Materials and Methods
Subjects:
The current case-control study was authorized by the Vice President of Research of Isfahan University of Medical Sciences (code number: 395371) and a total of 48 eligible patients with RRMS (30 females and 18 males, mean ages 34.45±9.52 years) who met the inclusion criteria were selected out of the patients who referred to MS Center of Isfahan, Iran, from 2014 to 2016. The inclusion criteria were patients with RRMS within the age range of 16 to 60 years who were   diagnosed   based  on  the  McDonald’s
criteria (2010) (16) as well as clinical signs and symptoms, brain magnetic resonance image (MRI) and CSF findings, expanded disability status scale (EDSS) <5 with a stable conditions a month prior to the study, being under the treatment with the first line immunomodulatory drugs, and being in recovery period. All subjects should sign the written informed consent form. The subjects who were in the relapsing period during the last 3 months or had the history of inflammatory diseases, except MS, were excluded. In addition, 33 healthy controls (22 females and 11 males, 35.78±10.85 years) were recruited out of 220 healthy people with normal neurologic status and lack of the history of inflammatory, autoimmune or neurologic diseases who referred to the Iranian Blood Transfusion Organization (IBTO) in 2014. All neurologic experiments were performed by a neurologist in the both patients and healthy controls. Case and control groups were matched by age and gender.
MS severity was assessed by EDSS; it has direct correlation with MS severity and lower scores indicate mild MS and all patients with lower EDSS scores show normal symptoms. But, by increasing EDSS scores the severity of symptoms also increases in such extents that score 10 causes death (17). In addition, demographic data of the patients including age and gender were also recorded.
Four-mL blood specimens were taken from the case and control subjects by a routineblood collection method without adding anti-coagulant agent. The serum samples of the subjects were separated and stored at -20°C until it was tested. The serum levels of Aβ (pg/mL) were measured by the enzyme-linked immunosorbent assay (ELISA) technique according to the instructions of the manufacturer (Convance, Princeton, NJ, USA).
 
Statistical analysis:
Data of the current study was entered into SPSS version 24. The Kolmogorov-Smirnov test was used to assess the normality of data. To compare the case and control groups, chi-square and independent t test were used. In addition, the Pearson correlation was used to evaluate the correlation between the data. The qualitative data were expressed as numbers or percentages and the quantitative data as mean±standard deviation (SD); p<0.05 was considered as the level of significance.
 
Results
In the current study, there were no significant differences between RRMS patients and healthy control regarding to gender (p=0.70) and age (p=0.46).The mean of EDSS and duration of disease in the RRMS patients were 2.04±1.40 and 4.15±3.34 years, respectively (table 1).

 

The means of serum Aβ level were 192.75±125.65 and 128.11±85.20 pg/mL in the RRMS and control groups, respectively; it was significantly higher in the RRMS group compared with the controls (p=0.02) (figure 1).
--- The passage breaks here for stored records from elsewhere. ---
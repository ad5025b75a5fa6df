//! Camera configuration loading and saving
//!
//! Uses RON (Rusty Object Notation) for human-readable camera files.

use std::fs;
use std::path::Path;
use serde::{Serialize, Deserialize};
use thiserror::Error;
use crate::rasterizer::Vec3;

/// How camera space is flattened onto the screen
#[derive(Debug, Clone, Copy, PartialEq, Eq, Serialize, Deserialize)]
pub enum Projection {
    Orthographic,
    Perspective,
}

/// Everything a camera is built from
#[derive(Debug, Clone, PartialEq, Serialize, Deserialize)]
pub struct CameraConfig {
    pub position: Vec3,
    pub look_at: Vec3,
    /// Up hint, doesn't need to be perpendicular to the view direction
    pub up: Vec3,
    /// Vertical field of view in degrees (perspective only)
    pub fov_y: f32,
    pub near: f32,
    pub far: f32,
    pub screen_width: u32,
    pub screen_height: u32,
    pub screen_offset_x: i32,
    pub screen_offset_y: i32,
    pub projection: Projection,
}

impl Default for CameraConfig {
    fn default() -> Self {
        Self {
            position: Vec3::new(0.0, 0.0, -5.0),
            look_at: Vec3::ZERO,
            up: Vec3::UP,
            fov_y: 90.0,
            near: 1.0,
            far: 100.0,
            screen_width: 320,
            screen_height: 240,
            screen_offset_x: 0,
            screen_offset_y: 0,
            projection: Projection::Perspective,
        }
    }
}

/// Error type for camera construction and config files
#[derive(Debug, Error)]
pub enum CameraError {
    #[error("Field of view must be between 0 and 180 degrees, got {0}")]
    InvalidFieldOfView(f32),
    #[error("Near and far clip distances must differ (both {0})")]
    NearEqualsFar(f32),
    #[error("Screen size must be non-zero, got {width}x{height}")]
    InvalidScreen { width: u32, height: u32 },
    #[error("IO error: {0}")]
    Io(#[from] std::io::Error),
    #[error("Parse error: {0}")]
    Parse(#[from] ron::error::SpannedError),
    #[error("Serialize error: {0}")]
    Serialize(#[from] ron::Error),
}

/// Load a camera config from a RON file
pub fn load_camera_config<P: AsRef<Path>>(path: P) -> Result<CameraConfig, CameraError> {
    let contents = fs::read_to_string(path)?;
    camera_config_from_str(&contents)
}

/// Parse a camera config from RON text
pub fn camera_config_from_str(s: &str) -> Result<CameraConfig, CameraError> {
    Ok(ron::from_str(s)?)
}

/// Save a camera config to a RON file
pub fn save_camera_config<P: AsRef<Path>>(config: &CameraConfig, path: P) -> Result<(), CameraError> {
    let pretty = ron::ser::PrettyConfig::new()
        .depth_limit(3)
        .indentor("  ".to_string());
    let contents = ron::ser::to_string_pretty(config, pretty)?;
    fs::write(path, contents)?;
    Ok(())
}
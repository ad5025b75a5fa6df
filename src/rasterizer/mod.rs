//! Scanline software rasterizer
//!
//! Features:
//! - Flat constant-color fill, or any per-pixel shader
//! - Linear or perspective-correct (1/w) depth interpolation
//! - Top-left fill convention, so shared edges are drawn exactly once
//! - Depth buffer with a pluggable comparison

mod math;
mod types;
mod depth;
mod framebuffer;
mod render;

pub use math::*;
pub use types::*;
pub use depth::*;
pub use framebuffer::*;
pub use render::*;

/// Screen dimensions (authentic PS1 resolution)
pub const WIDTH: usize = 320;
pub const HEIGHT: usize = 240;
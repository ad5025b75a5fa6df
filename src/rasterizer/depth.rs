//! Depth buffer with a pluggable comparison policy

/// Decides whether a candidate depth replaces the stored one
pub trait DepthCompare {
    /// `true` if `candidate` wins over `current`
    fn compare(&self, current: f32, candidate: f32) -> bool;

    /// Value a cleared buffer holds, i.e. one every candidate beats
    fn clear_value(&self) -> f32;
}

/// Smaller depth is nearer
#[derive(Debug, Clone, Copy, Default)]
pub struct LessWins;

impl DepthCompare for LessWins {
    fn compare(&self, current: f32, candidate: f32) -> bool {
        candidate < current
    }

    fn clear_value(&self) -> f32 {
        f32::INFINITY
    }
}

/// Larger depth is nearer (e.g. when storing 1/w)
#[derive(Debug, Clone, Copy, Default)]
pub struct GreaterWins;

impl DepthCompare for GreaterWins {
    fn compare(&self, current: f32, candidate: f32) -> bool {
        candidate > current
    }

    fn clear_value(&self) -> f32 {
        f32::NEG_INFINITY
    }
}

/// Any closure as a comparer
pub struct DepthFn<F> {
    pub func: F,
    pub clear: f32,
}

impl<F: Fn(f32, f32) -> bool> DepthFn<F> {
    pub fn new(func: F, clear: f32) -> Self {
        Self { func, clear }
    }
}

impl<F: Fn(f32, f32) -> bool> DepthCompare for DepthFn<F> {
    fn compare(&self, current: f32, candidate: f32) -> bool {
        (self.func)(current, candidate)
    }

    fn clear_value(&self) -> f32 {
        self.clear
    }
}

/// Per-pixel depth for one frame
pub struct DepthBuffer<C: DepthCompare = LessWins> {
    width: usize,
    height: usize,
    depth: Vec<f32>,
    comparer: C,
}

impl<C: DepthCompare> DepthBuffer<C> {
    pub fn new(width: usize, height: usize, comparer: C) -> Self {
        let clear = comparer.clear_value();
        Self {
            width,
            height,
            depth: vec![clear; width * height],
            comparer,
        }
    }

    pub fn width(&self) -> usize {
        self.width
    }

    pub fn height(&self) -> usize {
        self.height
    }

    pub fn comparer(&self) -> &C {
        &self.comparer
    }

    pub fn contains(&self, x: i32, y: i32) -> bool {
        x >= 0 && y >= 0 && (x as usize) < self.width && (y as usize) < self.height
    }

    /// Reset every pixel. Call between frames.
    pub fn clear(&mut self) {
        let clear = self.comparer.clear_value();
        self.depth.fill(clear);
    }

    /// Stored depth, or the clear value outside the buffer
    pub fn get_z(&self, x: i32, y: i32) -> f32 {
        if self.contains(x, y) {
            self.depth[y as usize * self.width + x as usize]
        } else {
            self.comparer.clear_value()
        }
    }

    pub fn set_z(&mut self, x: i32, y: i32, z: f32) {
        if self.contains(x, y) {
            self.depth[y as usize * self.width + x as usize] = z;
        }
    }

    /// Run the comparer against the stored depth at (x, y)
    pub fn test(&self, x: i32, y: i32, candidate: f32) -> bool {
        self.comparer.compare(self.get_z(x, y), candidate)
    }
}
In addition, a positive significant correlation was observed between EDSS and serum Aβ level (r= +0.85, p<0.01) (figure 2),
although there were no significant correlation between the serum Aβ level with age (p=0.81), gender (p=0.89), and duration of illness (p=49).

 
Discussion
According to the results of the current study, the serum Aβ level was above normal limits in MS patients. Also, the positive significant correlation between EDSS and serum Aβ level indicated that by increasing the severity of MS (increased EDSS or disability) the serum Aβ level also increases. As mentioned before, the level of Aβ decreases in the CSF of patients with MS (10). According to the study conducted by Augutis et al. (18) the levels of Aβ and sAPP in CSF were assessed in 87 patients with MS, including 54 RRMS and 33 SPMS cases, and 28 healthy controls using ELISA technique. The patients were also received natalizumab and mitoxantrone for 1-2 years. They indicated that the level of Aβ and sAPP in CSF of the patients with MS reduced, but the serum level of Aβincreased in patients with MS following the treatment with natalizumab.
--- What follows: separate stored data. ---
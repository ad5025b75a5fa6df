//! Pixel targets: the `PixelSink` seam and an RGBA framebuffer

use std::path::Path;
use super::types::Color;

/// Anything that accepts a color at an integer pixel coordinate.
///
/// The rasterizer does no clipping of its own, so implementors decide what
/// happens outside their extent.
pub trait PixelSink {
    fn set_pixel(&mut self, x: i32, y: i32, color: Color);
}

/// Framebuffer for software rendering
pub struct Framebuffer {
    pub pixels: Vec<u8>, // RGBA, 4 bytes per pixel
    pub width: usize,
    pub height: usize,
}

impl Framebuffer {
    pub fn new(width: usize, height: usize) -> Self {
        Self {
            pixels: vec![0; width * height * 4],
            width,
            height,
        }
    }

    pub fn clear(&mut self, color: Color) {
        let bytes = color.to_bytes();
        for px in self.pixels.chunks_exact_mut(4) {
            px.copy_from_slice(&bytes);
        }
    }

    pub fn get_pixel(&self, x: usize, y: usize) -> Color {
        if x < self.width && y < self.height {
            let idx = (y * self.width + x) * 4;
            Color::with_alpha(
                self.pixels[idx],
                self.pixels[idx + 1],
                self.pixels[idx + 2],
                self.pixels[idx + 3],
            )
        } else {
            Color::TRANSPARENT
        }
    }

    /// Draw a line from (x0, y0) to (x1, y1)
    pub fn draw_line(&mut self, x0: i32, y0: i32, x1: i32, y1: i32, color: Color) {
        draw_line(self, x0, y0, x1, y1, color);
    }

    pub fn to_image(&self) -> image::RgbaImage {
        image::RgbaImage::from_fn(self.width as u32, self.height as u32, |x, y| {
            image::Rgba(self.get_pixel(x as usize, y as usize).to_bytes())
        })
    }

    /// Write the framebuffer out as a PNG
    pub fn save_png<P: AsRef<Path>>(&self, path: P) -> Result<(), image::ImageError> {
        self.to_image().save_with_format(path, image::ImageFormat::Png)
    }
}

impl PixelSink for Framebuffer {
    fn set_pixel(&mut self, x: i32, y: i32, color: Color) {
        if x >= 0 && y >= 0 && (x as usize) < self.width && (y as usize) < self.height {
            let idx = (y as usize * self.width + x as usize) * 4;
            self.pixels[idx..idx + 4].copy_from_slice(&color.to_bytes());
        }
    }
}

/// Draw a line from (x0, y0) to (x1, y1) using Bresenham's algorithm
pub fn draw_line<S: PixelSink + ?Sized>(sink: &mut S, x0: i32, y0: i32, x1: i32, y1: i32, color: Color) {
    let dx = (x1 - x0).abs();
    let dy = -(y1 - y0).abs();
    let sx = if x0 < x1 { 1 } else { -1 };
    let sy = if y0 < y1 { 1 } else { -1 };
    let mut err = dx + dy;
    let mut x = x0;
    let mut y = y0;

    loop {
        sink.set_pixel(x, y, color);

        if x == x1 && y == y1 {
            break;
        }

        let e2 = 2 * err;
        if e2 >= dy {
            err += dy;
            x += sx;
        }
        if e2 <= dx {
            err += dx;
            y += sy;
        }
    }
}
They concluded that treatment with natalizumab may neutralize and make changes in the metabolism of APP in patients with MS. Also, they found an isoform distribution profile for Aβ in the CSF of the ones with SPMS, which differentiated them from the healthy controls. In another study by Pietroboni et al. (19) on 48 recently diagnosed MS subjects, the serum Aβ level was measured in the beginning of the study in all subjects; the test was also repeated after a 3-year follow-up and their EDSS scores were recorded at 6-month intervals. Results showed that the Aβ level in CSF was lower in MS patients compared with the healthy controls; based on the results of a 3-year follow-up, lower levels of Aβ in CSF of the patients with MS implied a prognostic factor for disability. In addition, they concluded that decrease of Aβ in CSF can be considered as adiagnostic marker for neurodegeneration in MS disease, which may occur prior to clinical symptoms; hence, Aβ can affect the prognosis of the disease.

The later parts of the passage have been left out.